Succession planning isn’t exactly new. It’s been on the radar screens of advisors for more than 15 years, if not longer.
But the Department of Labor’s fiduciary rule and the retirement of many baby boomer advisors, as well as some clients, means advisors are caught in a maelstrom of contradictory forces.
On the one hand, RIAs are underprepared to sell or pass on their companies to a potential buyer, but demographic forces and tougher regulatory requirements mean more advisors are finding themselves under pressure to leave the business.
“If the fiduciary standard is approved, I have to believe that succession plans get mandated at some point by the trade groups, so I think succession planning will get a lot more attention,” Roame said in a webinar titled “Financial Advisor Succession Planning & Acquisitions: Succession Planning and the Growing Acquisition Market.”
The fiduciary standard is “going to shine a light on this, so I think you'll see a lot more financial advisor transactions going forward,” he said.
Custodians and independent broker-dealers (IBDs) will also treat these opposing trends playing out in the RIA market as either an opportunity or a crisis.

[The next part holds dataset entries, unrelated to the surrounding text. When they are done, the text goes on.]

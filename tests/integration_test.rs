//! Integration tests for easyexcel

use chrono::NaiveDate;
use easyexcel::prelude::*;
use std::io::{Cursor, Read};
use tempfile::TempDir;

fn read_part(bytes: &[u8], name: &str) -> String {
    let mut archive = zip::ZipArchive::new(Cursor::new(bytes)).unwrap();
    let mut part = archive.by_name(name).unwrap();
    let mut xml = String::new();
    part.read_to_string(&mut xml).unwrap();
    xml
}

fn clientes() -> ModelSchema {
    ModelSchema::new("Cliente")
        .verbose_name("cliente")
        .verbose_name_plural("clientes")
        .field(FieldDescriptor::new("id").primary_key())
        .field(FieldDescriptor::new("nombre").label("nombre completo"))
        .field(FieldDescriptor::new("ciudad"))
        .field(FieldDescriptor::new("alta"))
        .field(FieldDescriptor::new("vendedor").relation())
}

fn table() -> MemoryTable {
    let mut table = MemoryTable::new(["id", "nombre", "ciudad", "alta", "vendedor"]);
    let alta = NaiveDate::from_ymd_opt(2024, 3, 1).unwrap();
    table
        .insert(vec![1.into(), "Ana Torres".into(), "Lima".into(), alta.into(), 7.into()])
        .unwrap();
    table
        .insert(vec![2.into(), "Luis".into(), "Quito".into(), alta.into(), 7.into()])
        .unwrap();
    table
        .insert(vec![3.into(), "Marta".into(), "Lima".into(), CellValue::Empty, 8.into()])
        .unwrap();
    table
}

#[test]
fn test_export_default_view() {
    let view = ExportView::new(ExportConfig::new(clientes()), table()).unwrap();
    assert_eq!(view.fields(), ["id", "nombre", "ciudad", "alta"]);
    assert_eq!(view.header(), ["Id", "Nombre Completo", "Ciudad", "Alta"]);
    assert_eq!(view.sheet_name(), "Clientes");

    let response = view.export(&ExportRequest::default()).unwrap();
    assert!(response.filename().starts_with("Clientes3_"));
    assert!(response.filename().ends_with(".xlsx"));

    let sheet = read_part(response.body(), "xl/worksheets/sheet1.xml");
    assert_eq!(sheet.matches("<row ").count(), 4);
    assert!(sheet.contains("<dimension ref=\"A1:D4\"/>"));

    let strings = read_part(response.body(), "xl/sharedStrings.xml");
    for expected in ["Nombre Completo", "Ana Torres", "Quito"] {
        assert!(strings.contains(expected), "missing {}", expected);
    }

    let workbook = read_part(response.body(), "xl/workbook.xml");
    assert!(workbook.contains("name=\"Clientes\""));
}

#[test]
fn test_query_parameters_filter_rows() {
    let view = ExportView::new(ExportConfig::new(clientes()), table()).unwrap();
    let request = ExportRequest::new(FilterSet::from_query_str("?ciudad=Lima"));

    let mut workbook = view.workbook();
    workbook.add_custom_data(view.filters_from_request(&request));
    workbook.compile(view.source()).unwrap();
    assert_eq!(workbook.row_count(), 3);

    let response = view.export(&request).unwrap();
    let strings = read_part(response.body(), "xl/sharedStrings.xml");
    assert!(strings.contains("Marta"));
    assert!(!strings.contains("Quito"));
}

#[test]
fn test_unknown_filter_is_query_error() {
    let view = ExportView::new(ExportConfig::new(clientes()), table()).unwrap();
    let request = ExportRequest::new(FilterSet::from_query_str("pais=PE"));
    assert!(matches!(view.export(&request), Err(ExportError::Query(_))));
}

#[test]
fn test_transforms_and_extra_header() {
    let config = ExportConfig::new(clientes())
        .fields(["id", "nombre"])
        .header(["Código", "Nombre"])
        .header_extra(["Iniciales", "Letras"])
        .transform(ColumnTransform::replace("id", |v: &CellValue| {
            format!("C-{:03}", v.as_i64().unwrap_or_default())
        }))
        .transform_key("extra_nombre", |v: &CellValue| {
            v.as_string()
                .split_whitespace()
                .filter_map(|w| w.chars().next())
                .collect::<String>()
        })
        .transform(ColumnTransform::append("nombre", |v: &CellValue| {
            v.display_len() as i64
        }));
    let view = ExportView::new(config, table()).unwrap();
    assert_eq!(view.header(), ["Código", "Nombre", "Iniciales", "Letras"]);

    let mut workbook = view.workbook();
    workbook.compile(view.source()).unwrap();
    let sheet = workbook.worksheet();
    assert_eq!(sheet.column_count(), 4);

    let first: Vec<String> = sheet.rows()[1].iter().map(|c| c.value.as_string()).collect();
    assert_eq!(first, vec!["C-001", "Ana Torres", "AT", "10"]);
}

#[test]
fn test_header_mismatch_rejected_at_construction() {
    let config = ExportConfig::new(clientes())
        .fields(["id", "nombre"])
        .transform(ColumnTransform::append("nombre", |v: &CellValue| v.clone()));
    assert!(matches!(
        ExportView::new(config, table()),
        Err(ExportError::Config(_))
    ));

    let config = ExportConfig::new(clientes()).header(["Id"]);
    assert!(matches!(
        ExportView::new(config, table()),
        Err(ExportError::Config(_))
    ));
}

#[test]
fn test_relations_and_explicit_filename() {
    let config = ExportConfig::new(clientes())
        .with_relations(true)
        .filename("clientes.xlsx")
        .sheet_name("Cartera");
    let view = ExportView::new(config, table()).unwrap();
    assert_eq!(view.fields(), ["id", "nombre", "ciudad", "alta", "vendedor"]);

    let response = view.export(&ExportRequest::default()).unwrap();
    assert_eq!(response.filename(), "clientes.xlsx");
    assert_eq!(
        response.content_disposition(),
        "attachment; filename=clientes.xlsx"
    );
    let workbook = read_part(response.body(), "xl/workbook.xml");
    assert!(workbook.contains("name=\"Cartera\""));
}

#[test]
fn test_permission_denied_before_fetch() {
    let config = ExportConfig::new(clientes())
        .permission(|req: &ExportRequest| req.header("Authorization") == Some("Token ok"));
    let view = ExportView::new(config, table()).unwrap();

    let err = view.export(&ExportRequest::default()).unwrap_err();
    assert!(matches!(err, ExportError::PermissionDenied(_)));

    let request = ExportRequest::default().with_header("Authorization", "Token ok");
    assert!(view.export(&request).is_ok());
}

#[test]
fn test_column_widths_fit_content() {
    let view = ExportView::new(
        ExportConfig::new(clientes()).fields(["id", "nombre"]),
        table(),
    )
    .unwrap();
    let mut workbook = view.workbook();
    workbook.compile(view.source()).unwrap();

    // "Id" header is the longest value in column A
    assert_eq!(workbook.worksheet().column_width(0), Some(4.0));
    // "Nombre Completo" has 15 characters
    assert_eq!(workbook.worksheet().column_width(1), Some(17.0));
}

#[test]
fn test_empty_table_exports_header_only() {
    let view = ExportView::new(
        ExportConfig::new(clientes()),
        MemoryTable::new(["id", "nombre", "ciudad", "alta"]),
    )
    .unwrap();
    let at = NaiveDate::from_ymd_opt(2026, 10, 16)
        .unwrap()
        .and_hms_opt(9, 5, 0)
        .unwrap();
    assert_eq!(view.filename_at(at).unwrap(), "Clientes_16-10-2026_09-05.xlsx");

    let response = view.export(&ExportRequest::default()).unwrap();
    let sheet = read_part(response.body(), "xl/worksheets/sheet1.xml");
    assert_eq!(sheet.matches("<row ").count(), 1);
}

#[test]
fn test_save_workbook_to_disk() {
    let dir = TempDir::new().unwrap();
    let path = dir.path().join("clientes.xlsx");

    let view = ExportView::new(ExportConfig::new(clientes()), table()).unwrap();
    let mut workbook = view.workbook();
    workbook.compile(view.source()).unwrap();
    workbook.save(&path).unwrap();

    let bytes = std::fs::read(&path).unwrap();
    assert_eq!(&bytes[..2], b"PK");
    assert_eq!(read_part(&bytes, "xl/worksheets/sheet1.xml").matches("<row ").count(), 4);
    assert!(read_part(&bytes, "xl/styles.xml").contains("<b/>"));
}

#[test]
fn test_prelude_with_boxed_errors() -> Result<(), Box<dyn std::error::Error>> {
    let view = ExportView::new(ExportConfig::new(clientes()), table())?;
    let response = view.export(&ExportRequest::default())?;
    assert_eq!(&response.body()[..2], b"PK");
    Ok(())
}
impl ExportConfig {
    pub fn new(model: ModelSchema) -> Self {
        ExportConfig {
            model,
            fields: None,
            filename: None,
            sheet_name: None,
            header: None,
            header_extra: None,
            with_relations: false,
            transforms: Vec::new(),
            permissions: Vec::new(),
            header_style: HeaderStyle::default(),
            compression_level: DEFAULT_COMPRESSION_LEVEL,
        }
    }

    /// Fields to export; defaults to the model's plain fields
    pub fn fields<I, S>(mut self, fields: I) -> Self
    where
        I: IntoIterator<Item = S>,
        S: Into<String>,
    {
        self.fields = Some(owned(fields));
        self
    }

    pub fn filename(mut self, filename: impl Into<String>) -> Self {
        self.filename = Some(filename.into());
        self
    }

    pub fn sheet_name(mut self, sheet_name: impl Into<String>) -> Self {
        self.sheet_name = Some(sheet_name.into());
        self
    }

    /// Labels for the exported fields
    pub fn header<I, S>(mut self, header: I) -> Self
    where
        I: IntoIterator<Item = S>,
        S: Into<String>,
    {
        self.header = Some(owned(header));
        self
    }

    /// Labels for the appended columns
    pub fn header_extra<I, S>(mut self, header: I) -> Self
    where
        I: IntoIterator<Item = S>,
        S: Into<String>,
    {
        self.header_extra = Some(owned(header));
        self
    }

    /// Also export relational fields, starting at the primary key
    pub fn with_relations(mut self, with_relations: bool) -> Self {
        self.with_relations = with_relations;
        self
    }

    pub fn transform(mut self, transform: ColumnTransform) -> Self {
        self.transforms.push(TransformEntry::Typed(transform));
        self
    }

    /// Transform addressed by a `field` or `<prefix>_<field>` key, resolved
    /// against the final field list when the view is built
    pub fn transform_key<F, T>(self, key: impl Into<String>, f: F) -> Self
    where
        F: Fn(&CellValue) -> T + Send + Sync + 'static,
        T: Into<Derived>,
    {
        self.transform_key_columns(key, 1, f)
    }

    /// Keyed transform appending `width` columns from a sequence result
    pub fn transform_key_columns<F, T>(mut self, key: impl Into<String>, width: usize, f: F) -> Self
    where
        F: Fn(&CellValue) -> T + Send + Sync + 'static,
        T: Into<Derived>,
    {
        let callback: TransformFn =
            Arc::new(move |value: &CellValue| -> Derived { f(value).into() });
        self.transforms.push(TransformEntry::Keyed {
            key: key.into(),
            width,
            f: callback,
        });
        self
    }

    pub fn permission(mut self, permission: impl Permission + 'static) -> Self {
        self.permissions.push(Arc::new(permission));
        self
    }

    pub fn header_style(mut self, style: HeaderStyle) -> Self {
        self.header_style = style;
        self
    }

    /// Deflate level of the generated file
    pub fn compression_level(mut self, level: i64) -> Self {
        self.compression_level = level;
        self
    }
}

impl fmt::Debug for ExportConfig {
    fn fmt(&self, f: &mut fmt::Formatter<'_>) -> fmt::Result {
        f.debug_struct("ExportConfig")
            .field("model", &self.model.name)
            .field("fields", &self.fields)
            .field("filename", &self.filename)
            .field("sheet_name", &self.sheet_name)
            .field("header", &self.header)
            .field("header_extra", &self.header_extra)
            .field("with_relations", &self.with_relations)
            .field("transforms", &self.transforms)
            .field("permissions", &self.permissions.len())
            .field("compression_level", &self.compression_level)
            .finish()
    }
}

impl fmt::Debug for TransformEntry {
    fn fmt(&self, f: &mut fmt::Formatter<'_>) -> fmt::Result {
        match self {
            TransformEntry::Typed(transform) => fmt::Debug::fmt(transform, f),
            TransformEntry::Keyed { key, width, .. } => f
                .debug_struct("Keyed")
                .field("key", key)
                .field("width", width)
                .finish(),
        }
    }
}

Schwab, Fidelity and TD Ameritrade, or platforms like LPL and Cetera, look at the landscape and say to themselves, “My advisors are getting older, they are going to do something with their business, I want to help facilitate that to another advisor under my umbrella so I retain the assets,” Roame said.
Inattentive custodians and IBDs risk seeing their advisors and the assets those advisors manage “picked off,” as assets flee to competitors.
The largest acquirers are other fee-based financial advisors or aggregators like HighTower and United Capital Financial Partners. Retail banks, which used to have a voracious appetite for advisories, appear to have backed off, Roame said.
Tiburon’s research found that only 33 percent of financial advisors have succession plans and 67 percent do not.
There were a reported 54 fee-based financial advisor mergers and acquisitions in 2014, a drop from a peak of 70 transactions in 2010, according to Tiburon’s research.
Actual numbers, however, are likely to be far higher as mergers take place among partners and from partners to employees, Roame said.
Assets under management (AUM) acquired in the process of merging and acquiring fee-based financial advisors came to $47.4 billion in 2015, an increase from the $43.7 billion reported in 2013.
That brings the cumulative AUM acquired in mergers and acquisitions of fee-based advisors to $511.3 billion in 2014 — or about 20 percent of the entire AUM of the RIA market.
In other words, about 20 percent of all assets in the RIA market have turned over — with some turning over more than once, and that is an important trend worth watching, Roame said.
In 2006, only $32.8 billion in cumulative AUM were acquired by fee-based financial advisors in mergers and acquisitions.
While AUM volumes that trade hands are often dependent on the size of individual advisory shops, there’s no question that the number of financial advisor-related mergers of all kinds are on the rise.
There were an estimated 195 (fee and commission-based) financial advisor-related mergers in 2015, an increase from 186 transactions in 2014.
This year, the number of financial advisor-related deals is expected to rise to 250 transactions and by 2019, the number of deals is forecast to reach as many as 500 transactions.
“We can go back and find media quotes from theoretical experts in these industries that 20 years ago said the mergers and acquisitions market was going to boom for financial advisors — 20 years ago,” Roame said.
“I would tell you, I now believe that. I didn't believe it back then,” he added.